WHAT IS EXPECTED — Output the lines below exactly, please, from the first line until the line with "that left layout", counting both.

DATA SUPPLIED —
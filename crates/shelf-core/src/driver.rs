//! Timer driver for fade-out transitions
//!
//! The controller never sleeps; it only reports its next deadline. This
//! drives those deadlines with tokio timers until nothing is pending.

use crate::controller::CatalogController;
use shelf_storage::KeyValueStore;
use shelf_view::ElementId;

/// Wait out every pending fade and return the items that left layout
pub async fn settle_transitions<S: KeyValueStore>(
    controller: &mut CatalogController<S>,
) -> Vec<ElementId> {
    let mut hidden = Vec::new();
    while let Some(deadline) = controller.next_deadline() {
        tokio::time::sleep_until(tokio::time::Instant::from_std(deadline)).await;
        // Advance to the deadline itself: it has passed, whatever the clock says.
        hidden.extend(controller.advance(deadline));
    }
    hidden
}

#[cfg(test)]
mod tests {
    use super::*;
    use crate::{InitialPage, ShelfConfig};
    use shelf_storage::MemoryStore;
    use shelf_view::FilterControls;

    const PAGE: &str = concat!(
        r#"<article class="product-item"><h3>Pen</h3><p class="price">5.000</p></article>"#,
        r#"<article class="product-item"><h3>Lamp</h3><p class="price">90.000</p></article>"#,
    );

    #[tokio::test(start_paused = true)]
    async fn settles_after_fade_delay() {
        let start = tokio::time::Instant::now();
        let mut controller = CatalogController::initialize(
            ShelfConfig::default(),
            MemoryStore::new(),
            InitialPage::new(PAGE).with_controls(FilterControls::with_keyword("pen")),
            start.into_std(),
        );
        assert!(controller.next_deadline().is_some());

        let hidden = settle_transitions(&mut controller).await;

        assert_eq!(hidden.len(), 1);
        assert_eq!(controller.next_deadline(), None);
        assert!(start.elapsed() >= controller.config().fade_out());
    }

    #[tokio::test(start_paused = true)]
    async fn nothing_pending_returns_immediately() {
        let mut controller = CatalogController::initialize(
            ShelfConfig::default(),
            MemoryStore::new(),
            InitialPage::new(PAGE),
            tokio::time::Instant::now().into_std(),
        );
        assert!(settle_transitions(&mut controller).await.is_empty());
    }
}
//! Shelf Core - Catalog Controller
//!
//! The single owner of the product catalog and the page rendered from it:
//! - Loads the catalog from storage, or seeds it once from page markup
//! - Filters and sorts rendered items by keyword, price range and sort key
//! - Validates add-product submissions and inserts them at the front
//! - Persists the catalog after every insertion, best-effort
//!
//! # Example
//!
//! ```rust
//! use shelf_core::{CatalogController, InitialPage, ShelfConfig};
//! use shelf_storage::MemoryStore;
//! use std::time::Instant;
//!
//! let mut controller = CatalogController::initialize(
//!     ShelfConfig::default(),
//!     MemoryStore::new(),
//!     InitialPage::new(""),
//!     Instant::now(),
//! );
//!
//! controller.toggle_form();
//! controller.form_mut().fields.name = "Book".to_string();
//! controller.form_mut().fields.price = "100".to_string();
//! controller.submit(Instant::now()).unwrap();
//!
//! assert_eq!(controller.catalog().as_slice()[0].name, "Book");
//! ```

#![warn(unreachable_pub)]
#![allow(missing_docs)]

pub mod config;
pub mod controller;
pub mod driver;
pub mod error;
pub mod event;

pub use config::{ShelfConfig, DEFAULT_FADE_OUT_MS};
pub use controller::{CatalogController, CatalogOrigin, InitialPage};
pub use driver::settle_transitions;
pub use error::{ConfigError, ShelfError};
pub use event::{Effect, FormField, Key, Submitted, UiEvent};

/// Prelude module for common imports
pub mod prelude {
    //! Common imports for working with the catalog controller
    pub use crate::{
        settle_transitions, CatalogController, Effect, InitialPage, ShelfConfig, UiEvent,
    };
    pub use shelf_catalog::{Catalog, Product, ProductDraft};
    pub use shelf_storage::{FileStore, KeyValueStore, MemoryStore};
    pub use shelf_view::{FilterControls, SortKey};
}

/// Version of this crate
pub const VERSION: &str = env!("CARGO_PKG_VERSION");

ANSWER —
filename crates/shelf-core/src/driver.rs
//! Timer driver for fade-out transitions
//!
//! The controller never sleeps; it only reports its next deadline. This
//! drives those deadlines with tokio timers until nothing is pending.

use crate::controller::CatalogController;
use shelf_storage::KeyValueStore;
use shelf_view::ElementId;

/// Wait out every pending fade and return the items that left layout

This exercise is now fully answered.